[Stored data entries]

- - - -

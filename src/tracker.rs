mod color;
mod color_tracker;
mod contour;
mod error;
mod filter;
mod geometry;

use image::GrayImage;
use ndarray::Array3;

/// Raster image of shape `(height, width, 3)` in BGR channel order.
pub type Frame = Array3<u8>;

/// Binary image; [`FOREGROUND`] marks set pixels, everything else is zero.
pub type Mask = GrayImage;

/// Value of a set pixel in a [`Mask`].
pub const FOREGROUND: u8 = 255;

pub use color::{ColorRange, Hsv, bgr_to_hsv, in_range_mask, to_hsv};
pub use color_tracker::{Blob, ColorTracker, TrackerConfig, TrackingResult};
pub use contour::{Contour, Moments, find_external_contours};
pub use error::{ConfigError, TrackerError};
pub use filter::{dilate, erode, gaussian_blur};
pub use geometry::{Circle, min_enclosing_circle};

- - - -

### PROBLEM
Print every record above exactly as it stands.

### ANSWER BOX
filename src/tracker.rs
mod color;
mod color_tracker;
mod contour;
mod error;
mod filter;
mod geometry;

use image::GrayImage;
use ndarray::Array3;

/// Raster image of shape `(height, width, 3)` in BGR channel order.
pub type Frame = Array3<u8>;

/// Binary image; [`FOREGROUND`] marks set pixels, everything else is zero.
pub type Mask = GrayImage;

/// Value of a set pixel in a [`Mask`].
pub const FOREGROUND: u8 = 255;

pub use color::{ColorRange, Hsv, bgr_to_hsv, in_range_mask, to_hsv};
pub use color_tracker::{Blob, ColorTracker, TrackerConfig, TrackingResult};
pub use contour::{Contour, Moments, find_external_contours};
pub use error::{ConfigError, TrackerError};
pub use filter::{dilate, erode, gaussian_blur};
pub use geometry::{Circle, min_enclosing_circle};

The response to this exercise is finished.